===== Information shown =====
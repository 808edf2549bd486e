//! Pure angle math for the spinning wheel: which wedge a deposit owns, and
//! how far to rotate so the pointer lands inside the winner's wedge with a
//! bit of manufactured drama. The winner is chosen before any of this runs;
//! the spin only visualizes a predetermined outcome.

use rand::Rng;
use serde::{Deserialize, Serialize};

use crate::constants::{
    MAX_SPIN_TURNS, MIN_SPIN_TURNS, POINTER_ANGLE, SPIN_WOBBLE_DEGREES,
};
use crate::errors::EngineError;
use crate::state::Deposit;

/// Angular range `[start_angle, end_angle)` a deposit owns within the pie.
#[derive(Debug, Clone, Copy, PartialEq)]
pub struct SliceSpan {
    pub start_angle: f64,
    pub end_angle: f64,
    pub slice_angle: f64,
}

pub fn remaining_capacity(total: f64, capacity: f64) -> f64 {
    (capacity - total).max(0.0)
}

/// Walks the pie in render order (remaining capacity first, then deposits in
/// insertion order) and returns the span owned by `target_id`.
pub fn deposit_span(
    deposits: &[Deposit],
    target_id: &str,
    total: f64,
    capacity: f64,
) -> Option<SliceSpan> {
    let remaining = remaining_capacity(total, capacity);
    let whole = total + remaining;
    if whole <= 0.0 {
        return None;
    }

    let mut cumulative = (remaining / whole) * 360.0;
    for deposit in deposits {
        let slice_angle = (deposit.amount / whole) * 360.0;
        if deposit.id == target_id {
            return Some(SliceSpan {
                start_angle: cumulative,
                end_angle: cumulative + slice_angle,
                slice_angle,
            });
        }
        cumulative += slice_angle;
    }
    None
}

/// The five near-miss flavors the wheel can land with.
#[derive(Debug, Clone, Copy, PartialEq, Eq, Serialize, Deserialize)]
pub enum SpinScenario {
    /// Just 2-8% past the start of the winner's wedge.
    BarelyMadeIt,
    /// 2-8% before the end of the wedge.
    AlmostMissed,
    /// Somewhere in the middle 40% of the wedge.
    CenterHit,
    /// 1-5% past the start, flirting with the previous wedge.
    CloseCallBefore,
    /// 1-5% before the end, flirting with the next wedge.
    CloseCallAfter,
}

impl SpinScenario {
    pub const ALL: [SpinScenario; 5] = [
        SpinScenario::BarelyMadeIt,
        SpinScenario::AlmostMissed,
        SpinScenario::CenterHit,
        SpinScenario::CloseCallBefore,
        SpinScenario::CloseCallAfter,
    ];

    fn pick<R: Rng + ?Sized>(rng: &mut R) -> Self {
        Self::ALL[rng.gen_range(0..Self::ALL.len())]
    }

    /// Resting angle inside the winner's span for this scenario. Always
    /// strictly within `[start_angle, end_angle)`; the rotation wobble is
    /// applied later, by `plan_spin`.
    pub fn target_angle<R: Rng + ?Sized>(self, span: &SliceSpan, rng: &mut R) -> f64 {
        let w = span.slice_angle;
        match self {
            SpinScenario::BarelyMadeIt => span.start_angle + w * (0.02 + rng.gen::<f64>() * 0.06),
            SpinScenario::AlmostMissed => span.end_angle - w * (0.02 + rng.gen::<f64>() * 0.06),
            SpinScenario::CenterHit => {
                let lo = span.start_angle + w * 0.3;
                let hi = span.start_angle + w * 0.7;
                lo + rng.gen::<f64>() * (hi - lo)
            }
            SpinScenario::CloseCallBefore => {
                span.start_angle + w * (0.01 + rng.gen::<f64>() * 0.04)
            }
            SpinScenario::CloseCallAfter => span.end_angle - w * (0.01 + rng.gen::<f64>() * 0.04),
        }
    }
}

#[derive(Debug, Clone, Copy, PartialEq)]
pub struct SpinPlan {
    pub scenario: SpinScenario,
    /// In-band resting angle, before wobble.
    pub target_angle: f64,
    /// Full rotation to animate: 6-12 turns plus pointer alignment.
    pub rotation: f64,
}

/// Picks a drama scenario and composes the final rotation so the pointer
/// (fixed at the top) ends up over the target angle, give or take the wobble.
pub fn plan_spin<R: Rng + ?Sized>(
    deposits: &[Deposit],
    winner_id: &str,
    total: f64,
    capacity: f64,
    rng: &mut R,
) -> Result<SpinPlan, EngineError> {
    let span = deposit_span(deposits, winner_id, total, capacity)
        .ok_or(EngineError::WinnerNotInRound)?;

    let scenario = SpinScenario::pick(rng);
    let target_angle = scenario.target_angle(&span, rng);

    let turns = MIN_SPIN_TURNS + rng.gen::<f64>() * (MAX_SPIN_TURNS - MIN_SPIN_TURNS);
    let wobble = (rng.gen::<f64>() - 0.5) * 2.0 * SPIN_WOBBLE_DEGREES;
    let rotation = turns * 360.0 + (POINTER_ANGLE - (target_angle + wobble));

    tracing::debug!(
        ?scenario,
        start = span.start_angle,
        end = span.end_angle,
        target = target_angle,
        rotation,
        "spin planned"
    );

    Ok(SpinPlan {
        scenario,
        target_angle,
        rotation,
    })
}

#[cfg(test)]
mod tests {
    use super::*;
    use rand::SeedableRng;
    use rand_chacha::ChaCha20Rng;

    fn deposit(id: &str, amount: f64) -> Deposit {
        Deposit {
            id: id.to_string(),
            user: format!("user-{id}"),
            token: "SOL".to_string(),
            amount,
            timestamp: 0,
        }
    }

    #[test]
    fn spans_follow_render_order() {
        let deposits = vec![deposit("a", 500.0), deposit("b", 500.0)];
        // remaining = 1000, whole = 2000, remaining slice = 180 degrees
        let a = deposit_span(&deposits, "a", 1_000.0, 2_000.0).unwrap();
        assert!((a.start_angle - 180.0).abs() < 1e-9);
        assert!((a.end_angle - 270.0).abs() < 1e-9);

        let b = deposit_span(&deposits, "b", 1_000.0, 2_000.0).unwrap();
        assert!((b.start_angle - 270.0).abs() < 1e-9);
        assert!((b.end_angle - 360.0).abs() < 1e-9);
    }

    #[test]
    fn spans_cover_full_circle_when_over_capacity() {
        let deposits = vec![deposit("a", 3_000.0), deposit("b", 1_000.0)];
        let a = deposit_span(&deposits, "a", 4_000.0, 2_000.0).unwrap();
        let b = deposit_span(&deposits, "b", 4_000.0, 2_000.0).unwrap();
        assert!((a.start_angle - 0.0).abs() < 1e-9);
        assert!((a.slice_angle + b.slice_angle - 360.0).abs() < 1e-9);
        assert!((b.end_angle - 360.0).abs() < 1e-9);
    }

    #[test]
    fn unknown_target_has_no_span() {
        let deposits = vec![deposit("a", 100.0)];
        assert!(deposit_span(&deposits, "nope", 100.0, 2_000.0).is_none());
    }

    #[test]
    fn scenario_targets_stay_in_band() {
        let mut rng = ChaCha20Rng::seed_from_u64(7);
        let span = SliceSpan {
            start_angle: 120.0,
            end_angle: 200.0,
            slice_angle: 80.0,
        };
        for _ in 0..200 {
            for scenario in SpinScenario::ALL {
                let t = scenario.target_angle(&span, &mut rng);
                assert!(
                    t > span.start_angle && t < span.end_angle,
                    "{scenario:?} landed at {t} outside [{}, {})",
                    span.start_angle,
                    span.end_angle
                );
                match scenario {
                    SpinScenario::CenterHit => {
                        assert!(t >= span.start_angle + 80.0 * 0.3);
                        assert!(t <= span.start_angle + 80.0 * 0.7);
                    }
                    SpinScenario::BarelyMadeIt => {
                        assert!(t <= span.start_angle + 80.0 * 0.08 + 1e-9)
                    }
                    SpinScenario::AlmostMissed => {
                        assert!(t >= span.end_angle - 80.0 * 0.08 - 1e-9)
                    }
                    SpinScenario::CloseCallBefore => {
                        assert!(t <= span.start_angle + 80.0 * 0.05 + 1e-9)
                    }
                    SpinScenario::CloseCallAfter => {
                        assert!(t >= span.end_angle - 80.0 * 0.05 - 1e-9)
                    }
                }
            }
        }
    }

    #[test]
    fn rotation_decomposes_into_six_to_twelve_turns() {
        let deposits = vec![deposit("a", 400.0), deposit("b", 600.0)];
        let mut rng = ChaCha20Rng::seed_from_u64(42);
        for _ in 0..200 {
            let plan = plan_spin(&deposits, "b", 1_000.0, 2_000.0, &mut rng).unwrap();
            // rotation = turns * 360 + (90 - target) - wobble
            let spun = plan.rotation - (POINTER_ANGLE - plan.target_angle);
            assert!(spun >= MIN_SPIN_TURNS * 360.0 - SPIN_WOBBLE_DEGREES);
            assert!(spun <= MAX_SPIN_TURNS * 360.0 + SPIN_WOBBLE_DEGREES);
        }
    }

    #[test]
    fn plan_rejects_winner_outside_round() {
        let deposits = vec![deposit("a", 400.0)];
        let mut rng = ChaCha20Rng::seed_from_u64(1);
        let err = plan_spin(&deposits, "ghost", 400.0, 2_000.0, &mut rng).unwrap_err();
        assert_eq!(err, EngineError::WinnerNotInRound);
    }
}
=====
What is needed:
Which lines in the listing above include the string "past"? Copy each of them.

Solution to this exercise:
    /// Just 2-8% past the start of the winner's wedge.
    /// 1-5% past the start, flirting with the previous wedge.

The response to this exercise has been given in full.